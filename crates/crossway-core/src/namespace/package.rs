//! Package handles

use super::path::NamespacePath;
use super::ResolutionOutcome;
use dashmap::DashMap;
use std::fmt;

/// A resolved (or resolvable) namespace node
///
/// Handles are created on first reference and live for the rest of the
/// process. The child cache maps the next segment to its outcome.
pub struct PackageHandle {
    path: NamespacePath,
    explicit: bool,
    guest_name: String,
    children: DashMap<String, ResolutionOutcome>,
}

impl PackageHandle {
    /// Create a handle
    ///
    /// # Arguments
    /// * `path` - Package path
    /// * `explicit` - Whether the host has a package object for the path
    /// * `root_module` - Guest root module name, for the guest name
    pub fn new(path: NamespacePath, explicit: bool, root_module: &str) -> Self {
        let guest_name = path.guest_name(root_module);
        Self {
            path,
            explicit,
            guest_name,
            children: DashMap::new(),
        }
    }

    /// Package path
    pub fn path(&self) -> &NamespacePath {
        &self.path
    }

    /// Dotted package name
    pub fn name(&self) -> String {
        self.path.to_dotted()
    }

    /// Guest constant name, e.g. `Java::JavaUtilZip`
    pub fn guest_name(&self) -> &str {
        &self.guest_name
    }

    /// Check if this is the root namespace
    pub fn is_root(&self) -> bool {
        self.path.is_root()
    }

    /// Check whether the host reported an explicit package object
    pub fn is_explicit(&self) -> bool {
        self.explicit
    }

    /// Cached outcome for a child segment
    pub fn cached(&self, segment: &str) -> Option<ResolutionOutcome> {
        self.children.get(segment).map(|entry| entry.value().clone())
    }

    /// Install an outcome unless another thread got there first
    ///
    /// Returns the canonical outcome for the segment.
    pub fn install(&self, segment: &str, outcome: ResolutionOutcome) -> ResolutionOutcome {
        self.children
            .entry(segment.to_string())
            .or_insert(outcome)
            .value()
            .clone()
    }

    /// Drop the cached outcome for a segment
    pub fn forget(&self, segment: &str) -> Option<ResolutionOutcome> {
        self.children.remove(segment).map(|(_, outcome)| outcome)
    }

    /// Drop every cached `NotFound`, returning how many were dropped
    pub fn forget_not_found(&self) -> usize {
        let before = self.children.len();
        self.children.retain(|_, outcome| !outcome.is_not_found());
        before - self.children.len()
    }

    /// Cached segments and their outcomes
    pub fn cached_entries(&self) -> Vec<(String, ResolutionOutcome)> {
        let mut entries: Vec<_> = self
            .children
            .iter()
            .map(|entry| (entry.key().clone(), entry.value().clone()))
            .collect();
        entries.sort_by(|a, b| a.0.cmp(&b.0));
        entries
    }
}

impl fmt::Debug for PackageHandle {
    fn fmt(&self, f: &mut fmt::Formatter<'_>) -> fmt::Result {
        f.debug_struct("PackageHandle")
            .field("path", &self.path.to_dotted())
            .field("explicit", &self.explicit)
            .field("cached", &self.children.len())
            .finish()
    }
}
//! Runnable adapter

use super::{check_arity, CallContext, Capability, ProtocolAdapter};
use crate::error::{GuestError, GuestResult};
use crate::value::{Block, Value};

const METHODS: &[&str] = &["call", "to_proc"];

/// Lets a foreign `Runnable` be called like a guest proc
pub struct RunnableAdapter;

impl ProtocolAdapter for RunnableAdapter {
    fn capability(&self) -> Capability {
        Capability::Runnable
    }

    fn methods(&self) -> &'static [&'static str] {
        METHODS
    }

    fn call(&self, cx: &CallContext<'_>, method: &str, args: &[Value]) -> GuestResult<Value> {
        check_arity(method, args, 0, 0)?;
        match method {
            "call" => cx.invoke("run", &[]),
            "to_proc" => {
                let bridge = cx.bridge().clone();
                let runnable = cx.receiver().clone();
                Ok(Value::Proc(Block::new(move |_| {
                    bridge.invoke_foreign(&runnable, "run", &[])
                })))
            }
            _ => Err(GuestError::NoMethod {
                receiver: cx.receiver().class().guest_name().to_string(),
                method: method.to_string(),
            }),
        }
    }
}
#[cfg(test)]
mod tests {
    use super::*;
    use crate::error::ErrorCategory;
    use crate::host::memory::{ClassDef, MemoryHost, MethodDef};

    fn bridge() -> (Arc<MemoryHost>, Bridge) {
        let host = Arc::new(MemoryHost::new());
        (host.clone(), Bridge::new(host))
    }

    #[test]
    fn test_lookup_and_constant_share_handles() {
        let (_, bridge) = bridge();
        let by_string = bridge.lookup("java.util.StringTokenizer").unwrap();
        let java_util = bridge.constant(&bridge.root(), "JavaUtil").unwrap();
        let by_symbol = bridge.constant(&java_util, "StringTokenizer").unwrap();
        let by_chain = bridge.const_get(&bridge.root(), "java::util::StringTokenizer", false).unwrap();
        assert_eq!(by_string, by_symbol);
        assert_eq!(by_string, by_chain);
    }

    #[test]
    fn test_debug_names_root_module() {
        let (_, bridge) = bridge();
        bridge.lookup("java.util.ArrayList").unwrap();
        let text = format!("{:?}", bridge);
        assert!(text.starts_with("Bridge { root_module: \"Java\""), "{}", text);
    }

    #[test]
    fn test_top_level_shortcuts() {
        let (_, bridge) = bridge();
        let java = bridge.top_level("java").unwrap();
        let util = bridge.call(&java, "util", &[], None).unwrap();
        let list = bridge.call(&util, "ArrayList", &[], None).unwrap();
        assert_eq!(list.as_class().unwrap().name(), "java.util.ArrayList");
        assert!(matches!(bridge.top_level("net"), Err(GuestError::NotFound { .. })));
    }

    #[test]
    fn test_dispatch_order() {
        let (host, bridge) = bridge();
        host.define_class(ClassDef::new("com.example.Widget").method(MethodDef::new("spin", &[], None)));
        let widget = bridge.lookup_class("com.example.Widget").unwrap();
        let obj = bridge.new_object(&widget, &[]).unwrap();

        assert_eq!(bridge.call(&obj, "spin", &[], None).unwrap(), Value::Nil);
        let err = bridge.call(&obj, "each", &[], None).unwrap_err();
        assert!(matches!(
            err,
            GuestError::Adapter {
                capability: Capability::Iterable,
                ..
            }
        ));
        let missing = bridge.call(&obj, "frobnicate", &[], None).unwrap_err();
        assert_eq!(missing.category(), ErrorCategory::NoMethod);
        assert!(missing.foreign_exception().is_some());

        widget.define_method(
            "spin",
            Arc::new(|_: &CallContext<'_>, _: &[Value]| -> GuestResult<Value> { Ok(Value::Int(7)) }),
        );
        assert_eq!(bridge.call(&obj, "spin", &[], None).unwrap(), Value::Int(7));
    }

    #[test]
    fn test_object_methods() {
        let (_, bridge) = bridge();
        let list_class = bridge.lookup_class("java.util.ArrayList").unwrap();
        let a = bridge.new_object(&list_class, &[]).unwrap();
        let b = bridge.new_object(&list_class, &[]).unwrap();
        assert_eq!(bridge.call(&a, "==", &[b.clone()], None).unwrap(), Value::Bool(true));
        assert_eq!(bridge.call(&a, "equal?", &[b.clone()], None).unwrap(), Value::Bool(false));
        assert_eq!(bridge.call(&a, "to_s", &[], None).unwrap(), Value::str("[]"));
        let collection = bridge.lookup("java.util.Collection").unwrap();
        assert_eq!(bridge.call(&a, "is_a?", &[collection], None).unwrap(), Value::Bool(true));
        assert_eq!(
            bridge.call(&a, "respond_to?", &[Value::str("each")], None).unwrap(),
            Value::Bool(true)
        );
    }

    #[test]
    fn test_rescue_matches_foreign_membership() {
        let (_, bridge) = bridge();
        let list_class = bridge.lookup_class("java.util.ArrayList").unwrap();
        let list = bridge.new_object(&list_class, &[]).unwrap();
        let err = bridge.call(&list, "get", &[Value::Int(3)], None).unwrap_err();

        assert_eq!(err.category(), ErrorCategory::Index);
        let runtime = bridge.lookup_class("java.lang.RuntimeException").unwrap();
        let io = bridge.lookup_class("java.io.IOException").unwrap();
        assert!(bridge.rescues(&err, &runtime));
        assert!(!bridge.rescues(&err, &io));
    }

    #[test]
    fn test_comparator_from_block() {
        let (_, bridge) = bridge();
        let reverse = Block::new(|args| {
            let (a, b) = (args[0].as_int().unwrap_or(0), args[1].as_int().unwrap_or(0));
            Ok(Value::Int(b - a))
        });
        let comparator = bridge.wrap_comparator(Some(&reverse)).unwrap();
        let result = bridge
            .invoke_foreign(&comparator, "compare", &[Value::Int(1), Value::Int(5)])
            .unwrap();
        assert_eq!(result, Value::Int(1));

        let natural = bridge.wrap_comparator(None).unwrap();
        let err = bridge
            .invoke_foreign(&natural, "compare", &[Value::Int(1), Value::Nil])
            .unwrap_err();
        assert!(err.to_string().contains("comparison of Integer with NilClass failed"));
    }

    #[test]
    fn test_install_once() {
        let (_, bridge) = bridge();
        let _ = bridge.clone().install();
        assert!(bridge.install().is_err());
        assert!(Bridge::global().is_some());
    }
}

## AIM OF THE EXERCISE
Print only what lies in the material above starting at the line with "impl fmt::Debug for" and ending at the line with "fn capability(&self) ->", every line exactly as given.

## TASK ANSWER
impl fmt::Debug for PackageHandle {
    fn fmt(&self, f: &mut fmt::Formatter<'_>) -> fmt::Result {
        f.debug_struct("PackageHandle")
            .field("path", &self.path.to_dotted())
            .field("explicit", &self.explicit)
            .field("cached", &self.children.len())
            .finish()
    }
}
//! Runnable adapter

use super::{check_arity, CallContext, Capability, ProtocolAdapter};
use crate::error::{GuestError, GuestResult};
use crate::value::{Block, Value};

const METHODS: &[&str] = &["call", "to_proc"];

/// Lets a foreign `Runnable` be called like a guest proc
pub struct RunnableAdapter;

impl ProtocolAdapter for RunnableAdapter {
    fn capability(&self) -> Capability {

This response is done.